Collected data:
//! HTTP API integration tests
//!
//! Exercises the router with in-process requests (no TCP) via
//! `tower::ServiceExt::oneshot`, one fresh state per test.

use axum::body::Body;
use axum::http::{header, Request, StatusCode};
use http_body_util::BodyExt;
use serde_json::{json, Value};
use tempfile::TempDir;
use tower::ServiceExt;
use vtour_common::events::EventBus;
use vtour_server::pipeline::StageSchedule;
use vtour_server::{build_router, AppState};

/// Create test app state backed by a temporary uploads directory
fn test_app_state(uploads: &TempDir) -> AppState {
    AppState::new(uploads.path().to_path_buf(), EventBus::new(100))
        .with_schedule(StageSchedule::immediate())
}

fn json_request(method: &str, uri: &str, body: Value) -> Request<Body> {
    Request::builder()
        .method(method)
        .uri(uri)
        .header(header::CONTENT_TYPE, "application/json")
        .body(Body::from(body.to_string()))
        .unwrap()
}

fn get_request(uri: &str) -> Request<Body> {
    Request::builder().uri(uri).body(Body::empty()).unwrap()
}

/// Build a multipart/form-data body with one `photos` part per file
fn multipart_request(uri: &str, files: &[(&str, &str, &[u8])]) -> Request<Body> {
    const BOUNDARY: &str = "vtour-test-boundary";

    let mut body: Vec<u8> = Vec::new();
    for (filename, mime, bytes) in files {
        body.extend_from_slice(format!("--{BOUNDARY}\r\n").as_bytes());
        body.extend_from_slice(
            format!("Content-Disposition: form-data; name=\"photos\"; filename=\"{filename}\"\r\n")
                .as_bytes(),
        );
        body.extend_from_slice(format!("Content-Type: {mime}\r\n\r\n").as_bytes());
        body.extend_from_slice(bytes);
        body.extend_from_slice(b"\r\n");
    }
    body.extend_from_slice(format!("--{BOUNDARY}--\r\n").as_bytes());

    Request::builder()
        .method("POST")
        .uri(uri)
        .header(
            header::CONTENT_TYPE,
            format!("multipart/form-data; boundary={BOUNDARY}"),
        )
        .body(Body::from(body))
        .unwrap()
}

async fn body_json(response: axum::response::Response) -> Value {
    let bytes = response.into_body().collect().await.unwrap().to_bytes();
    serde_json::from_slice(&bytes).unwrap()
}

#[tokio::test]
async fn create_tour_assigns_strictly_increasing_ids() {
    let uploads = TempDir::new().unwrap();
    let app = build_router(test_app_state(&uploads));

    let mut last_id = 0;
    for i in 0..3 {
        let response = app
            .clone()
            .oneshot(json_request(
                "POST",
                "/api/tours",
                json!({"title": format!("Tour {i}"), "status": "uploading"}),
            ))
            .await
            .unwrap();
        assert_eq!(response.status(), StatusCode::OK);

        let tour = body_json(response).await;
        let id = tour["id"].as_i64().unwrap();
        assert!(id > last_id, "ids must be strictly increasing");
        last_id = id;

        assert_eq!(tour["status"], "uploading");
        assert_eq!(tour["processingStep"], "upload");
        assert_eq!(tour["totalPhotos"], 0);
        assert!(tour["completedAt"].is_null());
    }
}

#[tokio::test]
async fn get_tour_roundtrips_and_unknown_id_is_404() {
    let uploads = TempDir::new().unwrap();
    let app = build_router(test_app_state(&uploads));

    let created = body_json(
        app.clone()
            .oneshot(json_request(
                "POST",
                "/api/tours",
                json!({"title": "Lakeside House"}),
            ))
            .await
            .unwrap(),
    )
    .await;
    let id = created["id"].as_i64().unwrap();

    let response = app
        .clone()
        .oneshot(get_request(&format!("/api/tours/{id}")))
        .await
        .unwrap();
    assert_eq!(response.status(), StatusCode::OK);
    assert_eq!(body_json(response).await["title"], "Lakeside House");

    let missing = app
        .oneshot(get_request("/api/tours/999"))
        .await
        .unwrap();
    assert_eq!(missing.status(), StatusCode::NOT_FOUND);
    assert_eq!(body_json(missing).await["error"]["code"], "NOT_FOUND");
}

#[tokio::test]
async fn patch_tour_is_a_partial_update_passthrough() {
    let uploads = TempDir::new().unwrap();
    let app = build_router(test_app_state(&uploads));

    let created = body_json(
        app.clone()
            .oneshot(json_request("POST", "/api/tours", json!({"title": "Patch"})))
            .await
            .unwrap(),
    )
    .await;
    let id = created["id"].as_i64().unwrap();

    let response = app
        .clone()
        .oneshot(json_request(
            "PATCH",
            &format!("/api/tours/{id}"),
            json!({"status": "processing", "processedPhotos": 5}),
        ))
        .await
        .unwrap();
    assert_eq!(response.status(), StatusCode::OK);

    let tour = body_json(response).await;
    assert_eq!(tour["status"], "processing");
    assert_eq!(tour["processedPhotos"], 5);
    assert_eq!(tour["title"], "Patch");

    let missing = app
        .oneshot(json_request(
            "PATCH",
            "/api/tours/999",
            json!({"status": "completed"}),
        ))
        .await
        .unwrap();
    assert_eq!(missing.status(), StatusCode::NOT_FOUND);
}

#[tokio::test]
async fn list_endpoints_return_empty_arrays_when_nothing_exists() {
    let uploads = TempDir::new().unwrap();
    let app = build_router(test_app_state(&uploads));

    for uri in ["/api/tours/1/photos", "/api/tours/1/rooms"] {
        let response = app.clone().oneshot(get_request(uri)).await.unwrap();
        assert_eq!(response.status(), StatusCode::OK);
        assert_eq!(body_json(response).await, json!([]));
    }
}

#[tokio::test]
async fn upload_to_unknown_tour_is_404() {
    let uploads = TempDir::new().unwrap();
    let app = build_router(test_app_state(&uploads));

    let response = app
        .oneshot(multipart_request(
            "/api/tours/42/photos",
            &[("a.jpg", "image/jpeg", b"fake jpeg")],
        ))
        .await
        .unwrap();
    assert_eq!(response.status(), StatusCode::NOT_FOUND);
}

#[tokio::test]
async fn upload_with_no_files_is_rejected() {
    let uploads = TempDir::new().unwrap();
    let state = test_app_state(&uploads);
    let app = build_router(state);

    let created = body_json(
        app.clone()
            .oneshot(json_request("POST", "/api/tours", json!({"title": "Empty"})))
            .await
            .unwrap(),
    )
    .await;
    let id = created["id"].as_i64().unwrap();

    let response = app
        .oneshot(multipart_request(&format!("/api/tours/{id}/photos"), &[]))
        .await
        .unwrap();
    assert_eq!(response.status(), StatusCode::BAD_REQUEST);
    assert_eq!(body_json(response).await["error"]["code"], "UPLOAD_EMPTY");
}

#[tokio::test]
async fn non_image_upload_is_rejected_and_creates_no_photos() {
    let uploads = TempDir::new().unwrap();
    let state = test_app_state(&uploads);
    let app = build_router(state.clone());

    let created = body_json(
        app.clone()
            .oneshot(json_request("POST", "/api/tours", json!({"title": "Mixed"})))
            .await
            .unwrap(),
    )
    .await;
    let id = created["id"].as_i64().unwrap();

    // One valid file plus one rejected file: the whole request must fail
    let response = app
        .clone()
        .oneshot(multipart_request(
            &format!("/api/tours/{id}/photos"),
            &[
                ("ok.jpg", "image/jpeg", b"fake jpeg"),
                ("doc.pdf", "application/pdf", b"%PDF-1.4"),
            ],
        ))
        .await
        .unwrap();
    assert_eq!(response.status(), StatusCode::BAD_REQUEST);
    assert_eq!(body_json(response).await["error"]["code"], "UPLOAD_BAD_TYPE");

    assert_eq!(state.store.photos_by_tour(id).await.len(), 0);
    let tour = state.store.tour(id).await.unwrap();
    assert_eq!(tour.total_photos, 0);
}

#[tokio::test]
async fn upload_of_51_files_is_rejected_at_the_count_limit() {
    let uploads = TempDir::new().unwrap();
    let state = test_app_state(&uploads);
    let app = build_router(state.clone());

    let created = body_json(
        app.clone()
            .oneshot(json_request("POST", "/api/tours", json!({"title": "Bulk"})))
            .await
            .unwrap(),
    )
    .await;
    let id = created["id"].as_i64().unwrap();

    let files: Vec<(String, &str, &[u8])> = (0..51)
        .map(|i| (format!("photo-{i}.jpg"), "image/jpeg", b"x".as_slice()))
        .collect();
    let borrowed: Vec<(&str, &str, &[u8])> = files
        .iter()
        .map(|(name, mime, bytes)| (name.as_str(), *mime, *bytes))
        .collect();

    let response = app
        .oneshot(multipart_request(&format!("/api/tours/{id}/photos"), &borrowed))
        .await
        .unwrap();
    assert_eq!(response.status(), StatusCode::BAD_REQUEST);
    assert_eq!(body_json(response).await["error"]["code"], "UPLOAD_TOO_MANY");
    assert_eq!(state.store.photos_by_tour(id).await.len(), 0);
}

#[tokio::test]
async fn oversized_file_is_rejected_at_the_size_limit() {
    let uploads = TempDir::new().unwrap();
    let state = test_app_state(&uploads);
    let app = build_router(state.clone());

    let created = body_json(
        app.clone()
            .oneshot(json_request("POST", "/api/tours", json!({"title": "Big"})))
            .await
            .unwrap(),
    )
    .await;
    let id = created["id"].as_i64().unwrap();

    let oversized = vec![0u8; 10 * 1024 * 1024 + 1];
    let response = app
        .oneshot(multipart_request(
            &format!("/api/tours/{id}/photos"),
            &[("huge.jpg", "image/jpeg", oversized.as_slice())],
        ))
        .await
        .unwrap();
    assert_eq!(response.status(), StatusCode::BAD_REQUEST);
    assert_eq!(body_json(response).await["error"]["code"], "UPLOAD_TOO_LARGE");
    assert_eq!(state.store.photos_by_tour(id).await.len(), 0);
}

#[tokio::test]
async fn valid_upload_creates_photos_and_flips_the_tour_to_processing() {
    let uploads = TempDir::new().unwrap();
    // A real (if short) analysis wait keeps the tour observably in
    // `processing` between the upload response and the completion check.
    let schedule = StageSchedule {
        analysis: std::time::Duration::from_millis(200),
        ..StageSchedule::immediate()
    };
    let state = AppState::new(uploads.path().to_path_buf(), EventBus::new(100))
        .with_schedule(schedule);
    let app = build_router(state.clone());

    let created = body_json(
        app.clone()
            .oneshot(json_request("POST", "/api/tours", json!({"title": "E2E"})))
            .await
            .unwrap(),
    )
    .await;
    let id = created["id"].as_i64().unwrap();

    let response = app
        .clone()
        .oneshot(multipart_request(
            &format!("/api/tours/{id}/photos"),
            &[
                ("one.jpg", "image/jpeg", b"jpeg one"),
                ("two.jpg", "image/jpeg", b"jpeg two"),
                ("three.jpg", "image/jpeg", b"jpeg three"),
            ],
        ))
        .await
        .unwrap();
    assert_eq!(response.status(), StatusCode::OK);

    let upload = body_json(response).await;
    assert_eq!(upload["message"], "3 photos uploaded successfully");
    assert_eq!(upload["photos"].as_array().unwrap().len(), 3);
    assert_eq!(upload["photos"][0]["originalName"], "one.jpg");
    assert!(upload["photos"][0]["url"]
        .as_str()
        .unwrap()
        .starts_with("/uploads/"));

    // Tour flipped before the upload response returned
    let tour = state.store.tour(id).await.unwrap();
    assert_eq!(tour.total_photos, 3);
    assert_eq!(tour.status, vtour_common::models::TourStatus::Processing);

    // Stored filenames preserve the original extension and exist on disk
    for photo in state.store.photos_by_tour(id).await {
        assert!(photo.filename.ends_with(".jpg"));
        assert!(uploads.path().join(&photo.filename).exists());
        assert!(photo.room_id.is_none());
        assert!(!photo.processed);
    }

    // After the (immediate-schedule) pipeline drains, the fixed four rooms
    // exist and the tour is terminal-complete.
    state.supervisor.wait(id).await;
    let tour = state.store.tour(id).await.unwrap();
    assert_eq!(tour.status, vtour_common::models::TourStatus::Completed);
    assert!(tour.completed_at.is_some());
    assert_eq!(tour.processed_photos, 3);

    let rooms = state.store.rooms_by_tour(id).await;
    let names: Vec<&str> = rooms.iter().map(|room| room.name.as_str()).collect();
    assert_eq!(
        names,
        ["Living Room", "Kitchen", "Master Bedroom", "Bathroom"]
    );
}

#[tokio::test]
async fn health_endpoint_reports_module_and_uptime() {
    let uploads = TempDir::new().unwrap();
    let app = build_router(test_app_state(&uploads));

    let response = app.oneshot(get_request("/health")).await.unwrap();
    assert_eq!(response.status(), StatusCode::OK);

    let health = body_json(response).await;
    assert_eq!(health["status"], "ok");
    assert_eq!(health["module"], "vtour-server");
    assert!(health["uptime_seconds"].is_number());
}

* * *

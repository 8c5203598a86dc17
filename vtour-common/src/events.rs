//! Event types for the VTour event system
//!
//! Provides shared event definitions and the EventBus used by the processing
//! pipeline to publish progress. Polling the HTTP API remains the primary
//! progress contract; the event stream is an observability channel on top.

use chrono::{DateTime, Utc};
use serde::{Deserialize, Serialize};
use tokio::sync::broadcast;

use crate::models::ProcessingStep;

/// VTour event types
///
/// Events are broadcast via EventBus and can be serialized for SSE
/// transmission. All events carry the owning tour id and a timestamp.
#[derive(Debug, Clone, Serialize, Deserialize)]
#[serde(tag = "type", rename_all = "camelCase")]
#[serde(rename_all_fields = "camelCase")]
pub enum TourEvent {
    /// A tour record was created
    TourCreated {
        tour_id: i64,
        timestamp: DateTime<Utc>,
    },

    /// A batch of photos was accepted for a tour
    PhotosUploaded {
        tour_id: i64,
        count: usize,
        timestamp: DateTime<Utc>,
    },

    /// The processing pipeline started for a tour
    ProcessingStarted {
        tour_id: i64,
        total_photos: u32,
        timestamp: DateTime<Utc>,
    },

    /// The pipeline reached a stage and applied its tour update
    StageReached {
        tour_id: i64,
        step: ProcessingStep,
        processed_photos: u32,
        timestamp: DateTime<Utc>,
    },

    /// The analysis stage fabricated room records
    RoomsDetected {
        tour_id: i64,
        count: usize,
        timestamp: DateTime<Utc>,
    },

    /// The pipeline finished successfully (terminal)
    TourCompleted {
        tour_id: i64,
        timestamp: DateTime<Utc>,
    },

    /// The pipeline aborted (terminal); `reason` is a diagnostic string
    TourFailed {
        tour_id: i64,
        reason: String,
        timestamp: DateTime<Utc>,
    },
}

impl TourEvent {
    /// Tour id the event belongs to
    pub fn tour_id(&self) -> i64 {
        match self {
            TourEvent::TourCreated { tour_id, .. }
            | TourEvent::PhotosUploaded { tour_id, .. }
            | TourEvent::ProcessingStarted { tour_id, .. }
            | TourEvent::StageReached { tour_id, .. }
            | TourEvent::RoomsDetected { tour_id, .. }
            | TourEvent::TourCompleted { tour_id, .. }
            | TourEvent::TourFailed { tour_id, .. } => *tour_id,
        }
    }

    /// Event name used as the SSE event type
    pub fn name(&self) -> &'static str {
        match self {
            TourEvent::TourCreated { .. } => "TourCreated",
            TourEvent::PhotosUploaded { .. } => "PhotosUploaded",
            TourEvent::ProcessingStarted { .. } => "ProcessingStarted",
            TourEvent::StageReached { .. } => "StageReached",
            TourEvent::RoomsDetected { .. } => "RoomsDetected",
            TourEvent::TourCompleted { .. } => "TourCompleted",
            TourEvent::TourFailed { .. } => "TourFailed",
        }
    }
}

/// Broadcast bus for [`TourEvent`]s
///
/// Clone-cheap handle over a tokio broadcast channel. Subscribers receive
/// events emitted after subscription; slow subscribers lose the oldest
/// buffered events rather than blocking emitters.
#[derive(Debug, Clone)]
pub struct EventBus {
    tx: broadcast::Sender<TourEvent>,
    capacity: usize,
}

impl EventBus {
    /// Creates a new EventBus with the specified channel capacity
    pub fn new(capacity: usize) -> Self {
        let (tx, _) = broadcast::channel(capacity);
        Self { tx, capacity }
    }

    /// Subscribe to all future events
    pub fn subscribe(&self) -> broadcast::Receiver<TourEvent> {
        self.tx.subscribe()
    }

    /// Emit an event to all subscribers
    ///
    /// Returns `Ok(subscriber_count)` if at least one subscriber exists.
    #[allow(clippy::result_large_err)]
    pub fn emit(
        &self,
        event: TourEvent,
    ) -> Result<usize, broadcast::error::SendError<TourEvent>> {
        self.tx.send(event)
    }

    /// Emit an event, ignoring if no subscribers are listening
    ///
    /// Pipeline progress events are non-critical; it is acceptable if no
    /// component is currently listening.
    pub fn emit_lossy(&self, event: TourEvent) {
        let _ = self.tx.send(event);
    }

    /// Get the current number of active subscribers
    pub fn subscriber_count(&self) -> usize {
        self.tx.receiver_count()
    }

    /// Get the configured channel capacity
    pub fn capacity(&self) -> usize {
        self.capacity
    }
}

*What is required*.
The lines to return are those in the records above that hold the word "camelCase".

*Worked solution*.
#[serde(tag = "type", rename_all = "camelCase")]
#[serde(rename_all_fields = "camelCase")]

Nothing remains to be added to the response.